Узнав о письме, Мандельштам пришёл в ярость и обрушился с ответным посланием на прижимистого коктебельца, словно Цицерон на Катилину: «Милостивый государь! Я с удовольствием убедился в том, что вы под толстым слоем духовного жира, простодушно принимаемом многими за утончённую эстетическую культуру, — скрываете непреходимый кретинизм и хамство коктебельского болгарина…» Стоит ли продолжать? Общая концепция ясна. Зачитав мандельштамовский перл присутствовавшим в мастерской «обормотам», Волошин выступил с заявлением: «Если кто из вас потеряет какую-нибудь книжку, взятую из моей библиотеки, то рекомендую вместо того, чтобы извиняться, написать мне ругательное письмо». И повертел перед публикой присланным ему образцом.

И вот теперь гневный обличитель волошинского скопидомства оказался в каталажке, за несколько дней до отплытия в Феодосию. Здесь за него взялись люди серьёзные, не то что недавний есаул. Осип сходил с ума от ужаса и пытался объяснить стражам, что он не создан для тюрьмы. На допросе он огорошил следователя вопросом: «Скажите лучше: невинных вы отпускаете или нет?» Согласно легенде, ответ был таков: «Сначала лишаем невинности, а потом отпускаем». Поэт впал в запредельное состояние и был переведён в психиатрическое отделение тюремной больницы. Тогда-то и наступил момент выхода на сцену героя: никто, кроме Волошина, разрубить этот гордиев узел не мог.

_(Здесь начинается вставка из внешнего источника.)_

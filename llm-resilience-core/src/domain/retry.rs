use chrono::{DateTime, Utc};
use serde::{Deserialize, Serialize};
use std::collections::VecDeque;
use std::fmt;
use std::time::Duration;
use validator::{Validate, ValidationError};

use super::circuit::CircuitBreakerConfig;
use super::classification::ErrorCategory;
use super::duration::secs;

/// Attempts kept in each key's attempt log.
pub const ATTEMPT_LOG_SIZE: usize = 100;

#[derive(Debug, Clone, Copy, PartialEq, Eq, Hash, Serialize, Deserialize)]
#[serde(rename_all = "snake_case")]
pub enum BackoffStrategy {
    /// Same delay before every retry
    Fixed,
    /// `base * attempt`
    Linear,
    /// `base * multiplier^(attempt - 1)`
    Exponential,
    /// Each delay is the sum of the previous two
    Fibonacci,
    /// Exponential plus a uniform random term bounded by the jitter factor
    JitteredExponential,
}

impl fmt::Display for BackoffStrategy {
    fn fmt(&self, f: &mut fmt::Formatter<'_>) -> fmt::Result {
        match self {
            BackoffStrategy::Fixed => write!(f, "fixed"),
            BackoffStrategy::Linear => write!(f, "linear"),
            BackoffStrategy::Exponential => write!(f, "exponential"),
            BackoffStrategy::Fibonacci => write!(f, "fibonacci"),
            BackoffStrategy::JitteredExponential => write!(f, "jittered_exponential"),
        }
    }
}

/// Retry policy for one call.
#[derive(Debug, Clone, Serialize, Deserialize, PartialEq, Validate)]
#[serde(default)]
#[validate(schema(function = "validate_retry_config"))]
pub struct RetryConfig {
    /// Total attempts including the first one
    #[validate(range(min = 1))]
    pub max_attempts: u32,
    #[serde(with = "secs")]
    pub base_delay: Duration,
    #[serde(with = "secs")]
    pub max_delay: Duration,
    #[validate(range(min = 1.0))]
    pub multiplier: f64,
    pub backoff: BackoffStrategy,
    #[validate(range(min = 0.0, max = 1.0))]
    pub jitter_factor: f64,
    pub circuit_breaker_enabled: bool,
    #[validate(nested)]
    pub circuit_breaker: CircuitBreakerConfig,
    /// Adjust the policy from a key's recorded statistics
    pub adaptive: bool,
    /// Historical success rate below which attempts are reduced
    #[validate(range(min = 0.0, max = 1.0))]
    pub adaptive_success_threshold: f64,
    /// Recorded attempts required before adapting
    pub adaptive_min_samples: u64,
}

impl Default for RetryConfig {
    fn default() -> Self {
        Self {
            max_attempts: 3,
            base_delay: Duration::from_secs(1),
            max_delay: Duration::from_secs(60),
            multiplier: 2.0,
            backoff: BackoffStrategy::Exponential,
            jitter_factor: 0.1,
            circuit_breaker_enabled: true,
            circuit_breaker: CircuitBreakerConfig::default(),
            adaptive: true,
            adaptive_success_threshold: 0.5,
            adaptive_min_samples: 10,
        }
    }
}

fn validate_retry_config(config: &RetryConfig) -> Result<(), ValidationError> {
    if config.base_delay > config.max_delay {
        return Err(ValidationError::new("base_delay_exceeds_max_delay"));
    }
    Ok(())
}

/// One entry of a key's attempt log.
#[derive(Debug, Clone, Serialize, Deserialize, PartialEq)]
pub struct RetryAttempt {
    /// 1-based attempt number within its call
    pub attempt: u32,
    /// Delay slept after this attempt (zero when no retry followed)
    #[serde(with = "secs")]
    pub delay: Duration,
    pub success: bool,
    #[serde(with = "secs")]
    pub response_time: Duration,
    #[serde(skip_serializing_if = "Option::is_none")]
    pub error_category: Option<ErrorCategory>,
    pub timestamp: DateTime<Utc>,
}

/// Aggregated retry statistics for one operation key.
#[derive(Debug, Clone, Serialize, Deserialize, PartialEq)]
pub struct RetryStats {
    pub operation: String,
    pub key: String,
    pub total_calls: u64,
    pub successful_calls: u64,
    pub failed_calls: u64,
    pub total_attempts: u64,
    pub successful_attempts: u64,
    pub failed_attempts: u64,
    #[serde(with = "secs")]
    pub total_delay: Duration,
    #[serde(skip_serializing_if = "Option::is_none")]
    pub last_error_category: Option<ErrorCategory>,
    pub recent_attempts: VecDeque<RetryAttempt>,
    pub last_updated: DateTime<Utc>,
}

impl RetryStats {
    pub fn new(operation: impl Into<String>, key: impl Into<String>) -> Self {
        Self {
            operation: operation.into(),
            key: key.into(),
            total_calls: 0,
            successful_calls: 0,
            failed_calls: 0,
            total_attempts: 0,
            successful_attempts: 0,
            failed_attempts: 0,
            total_delay: Duration::ZERO,
            last_error_category: None,
            recent_attempts: VecDeque::with_capacity(ATTEMPT_LOG_SIZE),
            last_updated: Utc::now(),
        }
    }

    pub fn record_attempt(&mut self, attempt: RetryAttempt) {
        self.total_attempts += 1;
        if attempt.success {
            self.successful_attempts += 1;
        } else {
            self.failed_attempts += 1;
            self.last_error_category = attempt.error_category;
        }
        self.total_delay += attempt.delay;
        self.last_updated = attempt.timestamp;

        if self.recent_attempts.len() >= ATTEMPT_LOG_SIZE {
            self.recent_attempts.pop_front();
        }
        self.recent_attempts.push_back(attempt);
    }

    pub fn record_call(&mut self, success: bool) {
        self.total_calls += 1;
        if success {
            self.successful_calls += 1;
        } else {
            self.failed_calls += 1;
        }
    }

    /// Attempt-level success rate; 1.0 before anything was recorded.
    pub fn success_rate(&self) -> f64 {
        if self.total_attempts == 0 {
            1.0
        } else {
            self.successful_attempts as f64 / self.total_attempts as f64
        }
    }

    pub fn failure_rate(&self) -> f64 {
        if self.total_attempts == 0 {
            0.0
        } else {
            self.failed_attempts as f64 / self.total_attempts as f64
        }
    }
}

#[cfg(test)]
mod tests {
    use super::*;

    fn attempt(number: u32, success: bool, delay_ms: u64) -> RetryAttempt {
        RetryAttempt {
            attempt: number,
            delay: Duration::from_millis(delay_ms),
            success,
            response_time: Duration::from_millis(5),
            error_category: if success { None } else { Some(ErrorCategory::Network) },
            timestamp: Utc::now(),
        }
    }

    #[test]
    fn test_stats_rates() {
        let mut stats = RetryStats::new("llm.generate", "llm.generate:abc");
        assert_eq!(stats.success_rate(), 1.0);
        assert_eq!(stats.failure_rate(), 0.0);

        stats.record_attempt(attempt(1, false, 100));
        stats.record_attempt(attempt(2, false, 200));
        stats.record_attempt(attempt(3, true, 0));
        stats.record_call(true);

        assert_eq!(stats.total_attempts, 3);
        assert_eq!(stats.failed_attempts, 2);
        assert_eq!(stats.total_delay, Duration::from_millis(300));
        assert_eq!(stats.last_error_category, Some(ErrorCategory::Network));
        assert!((stats.success_rate() - 1.0 / 3.0).abs() < f64::EPSILON);
        assert_eq!(stats.successful_calls, 1);
    }

    #[test]
    fn test_attempt_log_is_bounded() {
        let mut stats = RetryStats::new("op", "op:1");
        for i in 0..(ATTEMPT_LOG_SIZE as u32 + 5) {
            stats.record_attempt(attempt(i, true, 0));
        }
        assert_eq!(stats.recent_attempts.len(), ATTEMPT_LOG_SIZE);
        assert_eq!(stats.total_attempts, ATTEMPT_LOG_SIZE as u64 + 5);
    }

    #[test]
    fn test_retry_config_validation() {
        assert!(RetryConfig::default().validate().is_ok());

        let inverted = RetryConfig {
            base_delay: Duration::from_secs(120),
            ..Default::default()
        };
        assert!(inverted.validate().is_err());

        let zero_attempts = RetryConfig {
            max_attempts: 0,
            ..Default::default()
        };
        assert!(zero_attempts.validate().is_err());
    }
}
#[cfg(test)]
mod tests {
    use super::*;
    use pretty_assertions::assert_eq;
    use rstest::rstest;

    fn context(operation: &str) -> ErrorContext {
        ErrorContext::new(operation)
    }

    fn empty_classifier() -> ErrorClassifier {
        ErrorClassifier::new(ClassifierConfig {
            default_patterns: false,
            ..Default::default()
        })
    }

    #[test]
    fn test_unknown_error_defaults() {
        let classifier = empty_classifier();
        let classified =
            classifier.classify_parts("MysteryError", "something odd", &context("op"), None);

        assert_eq!(classified.category, ErrorCategory::Unknown);
        assert_eq!(classified.severity, ErrorSeverity::Medium);
        assert_eq!(classified.recovery_strategy, RecoveryStrategy::FailFast);
        assert_eq!(classified.confidence, UNKNOWN_CONFIDENCE);
        assert!(classified.matched_pattern.is_none());
        assert!(!classified.is_fail_fast());
    }

    #[test]
    fn test_scores_add_up() {
        let pattern = ErrorPattern::new("p", ErrorCategory::Network, ErrorSeverity::High)
            .with_types(&["Connect"])
            .with_messages(&["Refused"])
            .with_status_codes(&[502]);

        assert_eq!(score_pattern(&pattern, "ConnectError", "connection refused", Some(502)), 1.0);
        assert_eq!(score_pattern(&pattern, "ConnectError", "other", None), 0.4);
        assert_eq!(score_pattern(&pattern, "Other", "refused by peer", None), 0.4);
        assert_eq!(score_pattern(&pattern, "Other", "other", Some(502)), 0.2);
    }

    #[test]
    fn test_status_code_alone_is_below_threshold() {
        let classifier = empty_classifier();
        classifier.register_pattern(
            ErrorPattern::new("gateway", ErrorCategory::ExternalService, ErrorSeverity::High)
                .with_status_codes(&[502]),
        );

        let classified = classifier.classify_parts("E", "nope", &context("op"), Some(502));
        assert_eq!(classified.category, ErrorCategory::Unknown);
    }

    #[test]
    fn test_ties_go_to_first_registered_pattern() {
        let classifier = empty_classifier();
        classifier.register_pattern(
            ErrorPattern::new("first", ErrorCategory::Timeout, ErrorSeverity::Low)
                .with_messages(&["slow"]),
        );
        classifier.register_pattern(
            ErrorPattern::new("second", ErrorCategory::Network, ErrorSeverity::High)
                .with_messages(&["slow"]),
        );

        let classified = classifier.classify_parts("E", "upstream is slow", &context("op"), None);
        assert_eq!(classified.matched_pattern.as_deref(), Some("first"));
        assert_eq!(classified.category, ErrorCategory::Timeout);
    }

    #[test]
    fn test_higher_score_beats_registration_order() {
        let classifier = empty_classifier();
        classifier.register_pattern(
            ErrorPattern::new("message_only", ErrorCategory::Timeout, ErrorSeverity::Low)
                .with_messages(&["slow"]),
        );
        classifier.register_pattern(
            ErrorPattern::new("message_and_status", ErrorCategory::Network, ErrorSeverity::High)
                .with_messages(&["slow"])
                .with_status_codes(&[504]),
        );

        let classified = classifier.classify_parts("E", "slow", &context("op"), Some(504));
        assert_eq!(classified.matched_pattern.as_deref(), Some("message_and_status"));
        assert!((classified.confidence - 0.6).abs() < 1e-9);
    }

    #[rstest]
    #[case("reqwest::Error", "error sending request: Too Many Requests", Some(429), ErrorCategory::RateLimit)]
    #[case("tokio::time::error::Elapsed", "deadline has elapsed", None, ErrorCategory::Timeout)]
    #[case("std::io::error::Error", "Connection refused (os error 111)", None, ErrorCategory::Network)]
    #[case("ApiError", "invalid api key provided", Some(401), ErrorCategory::Authentication)]
    #[case("ApiError", "Forbidden", Some(403), ErrorCategory::Authorization)]
    #[case("serde_json::error::Error", "missing field `id`", None, ErrorCategory::Validation)]
    #[case("ApiError", "503 Service Unavailable", Some(503), ErrorCategory::ExternalService)]
    #[case("sqlx::Error", "deadlock detected", None, ErrorCategory::Database)]
    #[case("ConfigError", "OPENAI_API_KEY environment variable not set", None, ErrorCategory::Configuration)]
    fn test_default_table(
        #[case] error_type: &str,
        #[case] message: &str,
        #[case] status: Option<u16>,
        #[case] expected: ErrorCategory,
    ) {
        let classifier = ErrorClassifier::default();
        let classified = classifier.classify_parts(error_type, message, &context("op"), status);
        assert_eq!(classified.category, expected);
    }

    #[test]
    fn test_classify_uses_error_type_name() {
        let classifier = ErrorClassifier::default();
        let error = std::io::Error::new(std::io::ErrorKind::Other, "peer went away");

        let classified = classifier.classify(&error, &context("search.query"));
        assert_eq!(classified.error_type, "std::io::error::Error");
        assert_eq!(classified.category, ErrorCategory::Network);
        assert_eq!(classified.confidence, 0.4);
    }

    #[test]
    fn test_repeat_occurrences_share_identity() {
        let classifier = ErrorClassifier::default();
        let first = classifier.classify_parts("E", "connection reset", &context("op"), None);
        let second = classifier.classify_parts("E", "connection reset", &context("op"), None);

        assert_eq!(first.signature, second.signature);
        assert_eq!(first.frequency, 1);
        assert_eq!(second.frequency, 2);
        assert_eq!(second.first_seen, first.first_seen);
        assert!(second.last_seen >= first.last_seen);
        assert_eq!(classifier.error_frequency(&first.signature, Duration::from_secs(60)), 2);
    }

    #[test]
    fn test_repeat_occurrence_skips_reclassification() {
        let classifier = empty_classifier();
        let first = classifier.classify_parts("E", "flaky", &context("op"), None);
        assert_eq!(first.category, ErrorCategory::Unknown);

        // A pattern registered later does not change an existing record
        classifier.register_pattern(
            ErrorPattern::new("flaky", ErrorCategory::Network, ErrorSeverity::High)
                .with_messages(&["flaky"]),
        );
        let second = classifier.classify_parts("E", "flaky", &context("op"), None);
        assert_eq!(second.category, ErrorCategory::Unknown);
        assert_eq!(second.frequency, 2);
    }

    #[test]
    fn test_should_alert_uses_severity_threshold() {
        let classifier = ErrorClassifier::default();
        let ctx = context("llm.generate");

        // High severity alerts at 3 occurrences
        let mut classified = classifier.classify_parts("E", "connection refused", &ctx, None);
        assert_eq!(classified.severity, ErrorSeverity::High);
        assert!(!classifier.should_alert(&classified));

        classified = classifier.classify_parts("E", "connection refused", &ctx, None);
        assert!(!classifier.should_alert(&classified));

        classified = classifier.classify_parts("E", "connection refused", &ctx, None);
        assert!(classifier.should_alert(&classified));
    }

    #[test]
    fn test_should_escalate_critical_immediately() {
        let classifier = ErrorClassifier::default();
        let classified =
            classifier.classify_parts("E", "out of memory", &context("review.run"), None);

        assert_eq!(classified.severity, ErrorSeverity::Critical);
        assert!(classifier.should_escalate(&classified));
    }

    #[test]
    fn test_should_escalate_by_frequency() {
        let classifier = ErrorClassifier::new(ClassifierConfig {
            escalation_threshold: 2,
            ..Default::default()
        });
        let ctx = context("op");

        let first = classifier.classify_parts("E", "timed out", &ctx, None);
        assert!(!classifier.should_escalate(&first));
        let second = classifier.classify_parts("E", "timed out", &ctx, None);
        assert!(classifier.should_escalate(&second));
    }

    #[test]
    fn test_statistics_and_most_frequent() {
        let classifier = ErrorClassifier::default();
        let ctx = context("op");
        for _ in 0..3 {
            classifier.classify_parts("E", "timed out", &ctx, None);
        }
        classifier.classify_parts("E", "invalid input", &ctx, None);

        let stats = classifier.statistics();
        assert_eq!(stats.distinct_signatures, 2);
        assert_eq!(stats.total_occurrences, 4);
        assert_eq!(stats.by_category.get(&ErrorCategory::Timeout), Some(&3));
        assert_eq!(stats.by_category.get(&ErrorCategory::Validation), Some(&1));

        let top = classifier.most_frequent(1);
        assert_eq!(top.len(), 1);
        assert_eq!(top[0].category, ErrorCategory::Timeout);
    }

    #[test]
    fn test_prune_keeps_recent_records() {
        let classifier = ErrorClassifier::default();
        let classified = classifier.classify_parts("E", "timed out", &context("op"), None);

        assert_eq!(classifier.prune_expired(), 0);
        assert!(classifier.record(&classified.signature).is_some());

        classifier.clear();
        assert!(classifier.record(&classified.signature).is_none());
    }
}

Макс болел, был зол на Мандельштама, к тому же не имел дружеских связей с влиятельными лицами из Добровольческой армии. Тем не менее под давлением коктебельской литературной общественности он написал письмо начальнику врангелевской контрразведки Апостолову: «Милостивый государь! До слуха моего дошло, что на днях арестован подведомственными Вам чинами поэт Иосиф Мандельштам. Т. к. Вы, по должности, Вами занимаемой, не обязаны знать русской поэзии и вовсе не слыхали имени поэта Мандельштама… то считаю своим долгом предупредить Вас, что он занимает в русской поэзии крупное и славное место. Кроме того, он человек крайне панический, и, в случае, если под влиянием перепуга… что-нибудь с ним случится, за его судьбу будете ответственны Вы перед русской читающей публикой… Мне говорили, что Мандельштам обвиняется в службе у большевиков. В этом отношении я могу Вас успокоить вполне: Мандельштам ни к какой службе вообще не способен, а также и к политическим убеждениям: этим он никогда в жизни не страдал».

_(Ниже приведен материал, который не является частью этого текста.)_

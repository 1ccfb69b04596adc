use async_trait::async_trait;
use llm_resilience_core::traits::HealthProbe;
use reqwest::{Client, StatusCode};
use tracing::debug;

/// Probes a dependency with an HTTP GET.
#[derive(Debug, Clone)]
pub struct HttpProbe {
    client: Client,
    url: String,
    expected_status: Option<StatusCode>,
}

impl HttpProbe {
    pub fn new(client: Client, url: impl Into<String>, expected_status: Option<u16>) -> anyhow::Result<Self> {
        let expected_status = expected_status
            .map(StatusCode::from_u16)
            .transpose()?;

        Ok(Self {
            client,
            url: url.into(),
            expected_status,
        })
    }

    fn accepts(&self, status: StatusCode) -> bool {
        match self.expected_status {
            Some(expected) => status == expected,
            None => status.is_success(),
        }
    }
}

#[async_trait]
impl HealthProbe for HttpProbe {
    async fn probe(&self) -> anyhow::Result<bool> {
        let response = self.client.get(&self.url).send().await?;
        let status = response.status();
        debug!("Probe {} answered {}", self.url, status);
        Ok(self.accepts(status))
    }
}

Письмо это должна была передать княгиня Кудашева, чей титул не мог не произвести впечатления на добровольческое начальство. Господин Апостолов действительно принял Майю весьма любезно, но, прочитав тут же при ней письмо, недоумённо вскинул глаза: «А кто же такой Волошин? Почему же он мне так пишет?» — «Поэт… Он со всеми так разговаривает», — невинно прощебетала княгиня Кудашева. «Письмо нарочно было написано в таком духе, — вспоминает Волошин. — Оно было корректно, но на самом лезвии… Это был обычный тон моих отношений с Добровольческой армией. Начальник контрразведки очень недовольным жестом сложил бумагу и сунул в боковой карман. И на другой день велел отпустить Мандельштама». Заметим здесь, что сохранился и черновик письма Волошина в Севастополь к П. Б. Струве, министру иностранных дел врангелевского правительства, пользующемуся большим авторитетом в Добровольческой армии, с ходатайством за Мандельштама. Очевидно, поспособствовал делу освобождения поэта и полковник Цыгальский…

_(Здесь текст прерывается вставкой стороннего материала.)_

//! Circuit breaker for a single downstream dependency.
//!
//! A circuit breaker watches the outcome of calls to one dependency and stops
//! sending traffic to it while it is failing, giving it time to recover.
//!
//! # States
//!
//! - **Closed**: calls pass through; outcomes land in a bounded sliding window
//! - **Open**: calls fail immediately with [`CircuitBreakerError::Open`]
//! - **HalfOpen**: a limited number of probe calls test whether the
//!   dependency recovered
//!
//! The circuit opens once the window holds at least `minimum_throughput`
//! outcomes and either the failure rate reaches
//! `failure_threshold / minimum_throughput` or the slow-call rate reaches
//! `slow_call_rate_threshold`. It moves to half-open lazily, on the first
//! call attempt after `timeout` has passed since the last failure.
//!
//! # Example
//!
//! ```no_run
//! use llm_resilience_core::domain::CircuitBreakerConfig;
//! use llm_resilience_engine::resilience::circuit_breaker::CircuitBreaker;
//!
//! # async fn example() -> Result<(), Box<dyn std::error::Error>> {
//! let breaker = CircuitBreaker::new("search", CircuitBreakerConfig::default());
//!
//! match breaker.call(|| async { Ok::<_, std::io::Error>(42) }).await {
//!     Ok(result) => println!("Success: {}", result),
//!     Err(e) => eprintln!("Error: {}", e),
//! }
//! # Ok(())
//! # }
//! ```

use chrono::{DateTime, Utc};
use llm_resilience_core::domain::{
    CircuitBreakerConfig, CircuitBreakerSnapshot, CircuitMetrics, CircuitState,
};
use metrics::{counter, gauge};
use std::collections::VecDeque;
use std::future::Future;
use std::time::Duration;
use tokio::sync::Mutex;
use tokio::time::Instant;
use tracing::{debug, info, warn};

/// Circuit breaker errors
#[derive(Debug, Clone, thiserror::Error)]
pub enum CircuitBreakerError<E> {
    /// Circuit is open, the operation was not invoked
    #[error("Circuit breaker is open for {name}")]
    Open { name: String },

    /// Half-open probe limit reached, the operation was not invoked
    #[error("Circuit breaker rejected request for {name}")]
    Rejected { name: String },

    /// The operation ran and failed
    #[error("Execution failed: {0}")]
    Execution(E),
}

impl<E> CircuitBreakerError<E> {
    /// Returns the operation's own error, if the operation ran.
    pub fn into_inner(self) -> Option<E> {
        match self {
            CircuitBreakerError::Execution(e) => Some(e),
            _ => None,
        }
    }

    /// True when the breaker refused the call without running it.
    pub fn is_rejection(&self) -> bool {
        !matches!(self, CircuitBreakerError::Execution(_))
    }
}

#[derive(Debug, Clone, Copy)]
struct Outcome {
    failed: bool,
    slow: bool,
}

/// Mutable state, guarded by the breaker's mutex
struct BreakerState {
    state: CircuitState,
    metrics: CircuitMetrics,
    window: VecDeque<Outcome>,
    half_open_successes: u32,
    half_open_in_flight: u32,
    last_failure_time: Option<Instant>,
    opened_at: Option<Instant>,
    state_changed_at: DateTime<Utc>,
}

impl BreakerState {
    fn new() -> Self {
        Self {
            state: CircuitState::Closed,
            metrics: CircuitMetrics::default(),
            window: VecDeque::new(),
            half_open_successes: 0,
            half_open_in_flight: 0,
            last_failure_time: None,
            opened_at: None,
            state_changed_at: Utc::now(),
        }
    }
}

/// Circuit breaker implementation
pub struct CircuitBreaker {
    name: String,
    config: CircuitBreakerConfig,
    state: Mutex<BreakerState>,
}

impl CircuitBreaker {
    /// Create a new circuit breaker
    pub fn new(name: impl Into<String>, config: CircuitBreakerConfig) -> Self {
        let name = name.into();
        info!("Creating circuit breaker: {}", name);
        gauge!("circuit_breaker_state", "breaker" => name.clone())
            .set(CircuitState::Closed.as_gauge());

        Self {
            name,
            config,
            state: Mutex::new(BreakerState::new()),
        }
    }

    pub fn name(&self) -> &str {
        &self.name
    }

    pub fn config(&self) -> &CircuitBreakerConfig {
        &self.config
    }

    /// Current state. Does not trigger the lazy open to half-open move.
    pub async fn state(&self) -> CircuitState {
        self.state.lock().await.state
    }

    /// Lifetime counters
    pub async fn metrics(&self) -> CircuitMetrics {
        self.state.lock().await.metrics.clone()
    }

    pub async fn snapshot(&self) -> CircuitBreakerSnapshot {
        let state = self.state.lock().await;
        CircuitBreakerSnapshot {
            name: self.name.clone(),
            state: state.state,
            average_response_time_ms: state.metrics.average_response_time_ms(),
            metrics: state.metrics.clone(),
            config: self.config.clone(),
            state_changed_at: state.state_changed_at,
        }
    }

    /// Call a function with circuit breaker protection.
    ///
    /// The operation runs outside the breaker's lock. Its wall-clock duration
    /// is measured and a call at or above `slow_call_threshold` counts as slow
    /// even when it succeeds.
    pub async fn call<F, Fut, T, E>(&self, f: F) -> Result<T, CircuitBreakerError<E>>
    where
        F: FnOnce() -> Fut,
        Fut: Future<Output = Result<T, E>>,
    {
        let half_open_probe = self.before_call().await?;

        let started = Instant::now();
        let result = f().await;
        let elapsed = started.elapsed();

        {
            let mut state = self.state.lock().await;
            if half_open_probe {
                state.half_open_in_flight = state.half_open_in_flight.saturating_sub(1);
            }
            self.record_outcome(&mut state, elapsed, result.is_ok());
        }

        result.map_err(CircuitBreakerError::Execution)
    }

    /// Admission check for `call`. Returns whether the call is a half-open probe.
    async fn before_call<E>(&self) -> Result<bool, CircuitBreakerError<E>> {
        let mut state = self.state.lock().await;
        self.refresh(&mut state);

        match state.state {
            CircuitState::Closed => Ok(false),
            CircuitState::Open => {
                self.reject(&mut state, "open");
                Err(CircuitBreakerError::Open {
                    name: self.name.clone(),
                })
            }
            CircuitState::HalfOpen => {
                if state.half_open_in_flight >= self.config.half_open_max_calls {
                    self.reject(&mut state, "half_open_limit");
                    Err(CircuitBreakerError::Rejected {
                        name: self.name.clone(),
                    })
                } else {
                    state.half_open_in_flight += 1;
                    Ok(true)
                }
            }
        }
    }

    /// Admission check for callers that drive the breaker explicitly.
    ///
    /// Performs the lazy open to half-open move but does not count half-open
    /// admissions. A refused request is recorded as rejected.
    pub async fn allow_request(&self) -> bool {
        let mut state = self.state.lock().await;
        self.refresh(&mut state);

        if state.state == CircuitState::Open {
            self.reject(&mut state, "open");
            return false;
        }
        true
    }

    /// Reports a successful call made outside [`CircuitBreaker::call`].
    pub async fn record_success(&self, elapsed: Duration) {
        let mut state = self.state.lock().await;
        self.record_outcome(&mut state, elapsed, true);
    }

    /// Reports a failed call made outside [`CircuitBreaker::call`].
    pub async fn record_failure(&self, elapsed: Duration) {
        let mut state = self.state.lock().await;
        self.record_outcome(&mut state, elapsed, false);
    }

    /// Reset the circuit breaker to closed state and zero its metrics
    pub async fn reset(&self) {
        let mut state = self.state.lock().await;
        info!("Manually resetting circuit breaker: {}", self.name);
        *state = BreakerState::new();
        gauge!("circuit_breaker_state", "breaker" => self.name.clone())
            .set(CircuitState::Closed.as_gauge());
    }

    fn refresh(&self, state: &mut BreakerState) {
        if state.state != CircuitState::Open {
            return;
        }
        // The open period runs from the later of the opening and the last failure
        let since = match (state.opened_at, state.last_failure_time) {
            (Some(opened), Some(failed)) => opened.max(failed),
            (Some(opened), None) => opened,
            (None, Some(failed)) => failed,
            (None, None) => return,
        };
        let timed_out = since.elapsed() >= self.config.timeout;
        if timed_out {
            self.transition(state, CircuitState::HalfOpen);
        }
    }

    fn reject(&self, state: &mut BreakerState, reason: &'static str) {
        state.metrics.record_rejected();
        counter!(
            "circuit_breaker_rejected_total",
            "breaker" => self.name.clone(),
            "reason" => reason
        )
        .increment(1);
        debug!("Circuit breaker {} rejected a call ({})", self.name, reason);
    }

    fn record_outcome(&self, state: &mut BreakerState, elapsed: Duration, success: bool) {
        let slow = elapsed >= self.config.slow_call_threshold;

        if success {
            state.metrics.record_success(elapsed, slow);
        } else {
            state.metrics.record_failure(elapsed, slow);
            state.last_failure_time = Some(Instant::now());
        }

        counter!(
            "circuit_breaker_calls_total",
            "breaker" => self.name.clone(),
            "outcome" => if success { "success" } else { "failure" }
        )
        .increment(1);

        match state.state {
            CircuitState::Closed => {
                if state.window.len() >= self.config.sliding_window_size as usize {
                    state.window.pop_front();
                }
                state.window.push_back(Outcome {
                    failed: !success,
                    slow,
                });
                if self.should_open(&state.window) {
                    self.transition(state, CircuitState::Open);
                }
            }
            CircuitState::HalfOpen => {
                if success {
                    state.half_open_successes += 1;
                    if state.half_open_successes >= self.config.success_threshold {
                        self.transition(state, CircuitState::Closed);
                    }
                } else {
                    self.transition(state, CircuitState::Open);
                }
            }
            CircuitState::Open => {
                // Late completion of a call admitted before the circuit opened
            }
        }
    }

    fn should_open(&self, window: &VecDeque<Outcome>) -> bool {
        let calls = window.len();
        if calls < self.config.minimum_throughput as usize {
            return false;
        }

        let failures = window.iter().filter(|o| o.failed).count();
        let slow = window.iter().filter(|o| o.slow).count();
        let failure_rate = failures as f64 / calls as f64;
        let slow_rate = slow as f64 / calls as f64;

        failure_rate >= self.config.failure_rate_threshold()
            || slow_rate >= self.config.slow_call_rate_threshold
    }

    fn transition(&self, state: &mut BreakerState, to: CircuitState) {
        let from = state.state;
        if from == to {
            return;
        }

        state.state = to;
        state.state_changed_at = Utc::now();
        state.half_open_successes = 0;
        state.half_open_in_flight = 0;

        match to {
            CircuitState::Open => {
                state.opened_at = Some(Instant::now());
                state.metrics.times_opened += 1;
                warn!(
                    breaker = %self.name,
                    from = %from,
                    failed_calls = state.metrics.failed_calls,
                    "Circuit breaker {} opening",
                    self.name
                );
            }
            CircuitState::HalfOpen => {
                info!("Circuit breaker {} transitioning to half-open", self.name);
            }
            CircuitState::Closed => {
                state.metrics.times_closed += 1;
                state.window.clear();
                info!(
                    "Circuit breaker {} closing after {} successes",
                    self.name, self.config.success_threshold
                );
            }
        }

        gauge!("circuit_breaker_state", "breaker" => self.name.clone()).set(to.as_gauge());
    }
}

impl std::fmt::Debug for CircuitBreaker {
    fn fmt(&self, f: &mut std::fmt::Formatter<'_>) -> std::fmt::Result {
        f.debug_struct("CircuitBreaker")
            .field("name", &self.name)
            .field("config", &self.config)
            .finish_non_exhaustive()
    }
}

Спасая поэтов и генералов, Волошин не забывает и о литературной работе. В Коктебель по-прежнему стягивается творческая интеллигенция. На своих дачах живут В. Вересаев, Г. Петров, Н. Манасеина, П. Соловьёва; часто наезжают драматург К. Тренёв и литературовед Д. Благой; на одной из дач поселяется прозаик А. Соболь; частым гостем оказывается И. Эренбург; объявляется даже лингвист С. Карцевский, профессор Кембриджского университета. С помощью творческого общения преодолевали голод, а иногда и холод. Волошин и здесь остаётся верен себе: заботится о тех, кто рядом и кто вне поля зрения. Он помогает дровами — Майе, деньгами — Эфрону, устраивает крупный заём для умирающего от чахотки в Ялте поэта и критика Николая Недоброво.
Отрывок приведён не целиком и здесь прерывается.